[Start of section]

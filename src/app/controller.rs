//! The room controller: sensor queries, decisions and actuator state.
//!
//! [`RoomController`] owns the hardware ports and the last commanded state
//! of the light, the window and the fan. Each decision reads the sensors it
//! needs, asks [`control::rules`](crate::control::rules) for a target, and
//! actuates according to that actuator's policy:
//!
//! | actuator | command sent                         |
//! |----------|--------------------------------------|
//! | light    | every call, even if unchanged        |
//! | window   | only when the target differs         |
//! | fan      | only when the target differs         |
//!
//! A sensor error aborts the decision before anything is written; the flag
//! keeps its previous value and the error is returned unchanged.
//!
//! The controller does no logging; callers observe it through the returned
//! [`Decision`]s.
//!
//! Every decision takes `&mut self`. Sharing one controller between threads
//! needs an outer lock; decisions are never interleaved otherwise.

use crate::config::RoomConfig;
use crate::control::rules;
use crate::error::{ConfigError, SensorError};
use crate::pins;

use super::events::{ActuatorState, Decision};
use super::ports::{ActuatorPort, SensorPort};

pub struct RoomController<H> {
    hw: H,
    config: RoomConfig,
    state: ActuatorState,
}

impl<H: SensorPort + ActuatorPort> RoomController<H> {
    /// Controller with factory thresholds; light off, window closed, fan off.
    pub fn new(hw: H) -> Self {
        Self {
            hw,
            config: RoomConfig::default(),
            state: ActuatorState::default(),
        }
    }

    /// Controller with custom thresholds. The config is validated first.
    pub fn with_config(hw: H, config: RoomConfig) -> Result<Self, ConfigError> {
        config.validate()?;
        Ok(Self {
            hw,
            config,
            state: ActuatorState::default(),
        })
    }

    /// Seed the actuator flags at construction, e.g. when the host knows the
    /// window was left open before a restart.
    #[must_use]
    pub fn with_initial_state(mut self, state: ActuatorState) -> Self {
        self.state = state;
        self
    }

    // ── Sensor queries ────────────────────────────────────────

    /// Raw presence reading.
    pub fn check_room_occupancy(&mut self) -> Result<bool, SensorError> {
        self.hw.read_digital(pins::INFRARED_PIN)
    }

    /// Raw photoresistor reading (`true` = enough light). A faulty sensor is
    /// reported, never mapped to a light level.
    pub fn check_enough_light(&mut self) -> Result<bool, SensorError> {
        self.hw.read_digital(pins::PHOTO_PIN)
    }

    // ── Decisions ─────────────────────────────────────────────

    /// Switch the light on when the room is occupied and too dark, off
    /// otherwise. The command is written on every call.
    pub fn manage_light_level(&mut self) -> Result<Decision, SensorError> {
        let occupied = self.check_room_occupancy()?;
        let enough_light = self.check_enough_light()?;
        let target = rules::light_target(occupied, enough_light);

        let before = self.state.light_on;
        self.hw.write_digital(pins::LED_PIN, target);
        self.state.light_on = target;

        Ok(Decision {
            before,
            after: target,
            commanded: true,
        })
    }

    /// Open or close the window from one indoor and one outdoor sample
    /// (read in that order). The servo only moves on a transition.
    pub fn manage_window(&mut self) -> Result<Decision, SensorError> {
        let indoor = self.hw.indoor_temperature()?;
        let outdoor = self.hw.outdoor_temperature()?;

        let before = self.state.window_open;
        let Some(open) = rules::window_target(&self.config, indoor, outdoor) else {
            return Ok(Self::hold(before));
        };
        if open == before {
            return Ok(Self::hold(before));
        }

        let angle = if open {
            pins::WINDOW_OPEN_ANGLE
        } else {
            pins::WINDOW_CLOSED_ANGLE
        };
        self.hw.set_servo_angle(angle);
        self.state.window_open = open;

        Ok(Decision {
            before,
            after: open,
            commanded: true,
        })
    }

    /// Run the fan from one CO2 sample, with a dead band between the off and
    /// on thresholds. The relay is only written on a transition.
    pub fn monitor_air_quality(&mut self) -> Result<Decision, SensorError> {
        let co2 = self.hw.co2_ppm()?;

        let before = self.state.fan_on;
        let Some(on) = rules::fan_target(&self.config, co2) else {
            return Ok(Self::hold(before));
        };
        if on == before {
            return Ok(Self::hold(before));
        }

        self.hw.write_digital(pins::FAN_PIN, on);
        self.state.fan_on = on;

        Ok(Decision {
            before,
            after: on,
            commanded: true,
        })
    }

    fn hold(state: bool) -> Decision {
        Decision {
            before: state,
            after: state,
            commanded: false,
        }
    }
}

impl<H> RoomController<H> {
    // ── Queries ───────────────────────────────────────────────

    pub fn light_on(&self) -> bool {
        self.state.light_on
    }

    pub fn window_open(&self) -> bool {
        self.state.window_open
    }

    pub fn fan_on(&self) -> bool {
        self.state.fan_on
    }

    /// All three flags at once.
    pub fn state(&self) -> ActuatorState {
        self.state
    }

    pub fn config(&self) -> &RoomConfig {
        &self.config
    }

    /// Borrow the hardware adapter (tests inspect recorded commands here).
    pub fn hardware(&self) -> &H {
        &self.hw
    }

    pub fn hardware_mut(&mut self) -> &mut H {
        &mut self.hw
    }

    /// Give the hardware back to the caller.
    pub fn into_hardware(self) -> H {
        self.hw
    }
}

[End of section]

▸ **PROBLEM DESCRIPTION**: Write the data above out again in full, exactly.

▸ **EXERCISE RESULT**:
filename src/app/controller.rs
//! The room controller: sensor queries, decisions and actuator state.
//!
//! [`RoomController`] owns the hardware ports and the last commanded state
//! of the light, the window and the fan. Each decision reads the sensors it
//! needs, asks [`control::rules`](crate::control::rules) for a target, and
//! actuates according to that actuator's policy:
//!
//! | actuator | command sent                         |
//! |----------|--------------------------------------|
//! | light    | every call, even if unchanged        |
//! | window   | only when the target differs         |
//! | fan      | only when the target differs         |
//!
//! A sensor error aborts the decision before anything is written; the flag
//! keeps its previous value and the error is returned unchanged.
//!
//! The controller does no logging; callers observe it through the returned
//! [`Decision`]s.
//!
//! Every decision takes `&mut self`. Sharing one controller between threads
//! needs an outer lock; decisions are never interleaved otherwise.

use crate::config::RoomConfig;
use crate::control::rules;
use crate::error::{ConfigError, SensorError};
use crate::pins;

use super::events::{ActuatorState, Decision};
use super::ports::{ActuatorPort, SensorPort};

pub struct RoomController<H> {
    hw: H,
    config: RoomConfig,
    state: ActuatorState,
}

impl<H: SensorPort + ActuatorPort> RoomController<H> {
    /// Controller with factory thresholds; light off, window closed, fan off.
    pub fn new(hw: H) -> Self {
        Self {
            hw,
            config: RoomConfig::default(),
            state: ActuatorState::default(),
        }
    }

    /// Controller with custom thresholds. The config is validated first.
    pub fn with_config(hw: H, config: RoomConfig) -> Result<Self, ConfigError> {
        config.validate()?;
        Ok(Self {
            hw,
            config,
            state: ActuatorState::default(),
        })
    }

    /// Seed the actuator flags at construction, e.g. when the host knows the
    /// window was left open before a restart.
    #[must_use]
    pub fn with_initial_state(mut self, state: ActuatorState) -> Self {
        self.state = state;
        self
    }

    // ── Sensor queries ────────────────────────────────────────

    /// Raw presence reading.
    pub fn check_room_occupancy(&mut self) -> Result<bool, SensorError> {
        self.hw.read_digital(pins::INFRARED_PIN)
    }

    /// Raw photoresistor reading (`true` = enough light). A faulty sensor is
    /// reported, never mapped to a light level.
    pub fn check_enough_light(&mut self) -> Result<bool, SensorError> {
        self.hw.read_digital(pins::PHOTO_PIN)
    }

    // ── Decisions ─────────────────────────────────────────────

    /// Switch the light on when the room is occupied and too dark, off
    /// otherwise. The command is written on every call.
    pub fn manage_light_level(&mut self) -> Result<Decision, SensorError> {
        let occupied = self.check_room_occupancy()?;
        let enough_light = self.check_enough_light()?;
        let target = rules::light_target(occupied, enough_light);

        let before = self.state.light_on;
        self.hw.write_digital(pins::LED_PIN, target);
        self.state.light_on = target;

        Ok(Decision {
            before,
            after: target,
            commanded: true,
        })
    }

    /// Open or close the window from one indoor and one outdoor sample
    /// (read in that order). The servo only moves on a transition.
    pub fn manage_window(&mut self) -> Result<Decision, SensorError> {
        let indoor = self.hw.indoor_temperature()?;
        let outdoor = self.hw.outdoor_temperature()?;

        let before = self.state.window_open;
        let Some(open) = rules::window_target(&self.config, indoor, outdoor) else {
            return Ok(Self::hold(before));
        };
        if open == before {
            return Ok(Self::hold(before));
        }

        let angle = if open {
            pins::WINDOW_OPEN_ANGLE
        } else {
            pins::WINDOW_CLOSED_ANGLE
        };
        self.hw.set_servo_angle(angle);
        self.state.window_open = open;

        Ok(Decision {
            before,
            after: open,
            commanded: true,
        })
    }

    /// Run the fan from one CO2 sample, with a dead band between the off and
    /// on thresholds. The relay is only written on a transition.
    pub fn monitor_air_quality(&mut self) -> Result<Decision, SensorError> {
        let co2 = self.hw.co2_ppm()?;

        let before = self.state.fan_on;
        let Some(on) = rules::fan_target(&self.config, co2) else {
            return Ok(Self::hold(before));
        };
        if on == before {
            return Ok(Self::hold(before));
        }

        self.hw.write_digital(pins::FAN_PIN, on);
        self.state.fan_on = on;

        Ok(Decision {
            before,
            after: on,
            commanded: true,
        })
    }

    fn hold(state: bool) -> Decision {
        Decision {
            before: state,
            after: state,
            commanded: false,
        }
    }
}

impl<H> RoomController<H> {
    // ── Queries ───────────────────────────────────────────────

    pub fn light_on(&self) -> bool {
        self.state.light_on
    }

    pub fn window_open(&self) -> bool {
        self.state.window_open
    }

    pub fn fan_on(&self) -> bool {
        self.state.fan_on
    }

    /// All three flags at once.
    pub fn state(&self) -> ActuatorState {
        self.state
    }

    pub fn config(&self) -> &RoomConfig {
        &self.config
    }

    /// Borrow the hardware adapter (tests inspect recorded commands here).
    pub fn hardware(&self) -> &H {
        &self.hw
    }

    pub fn hardware_mut(&mut self) -> &mut H {
        &mut self.hw
    }

    /// Give the hardware back to the caller.
    pub fn into_hardware(self) -> H {
        self.hw
    }
}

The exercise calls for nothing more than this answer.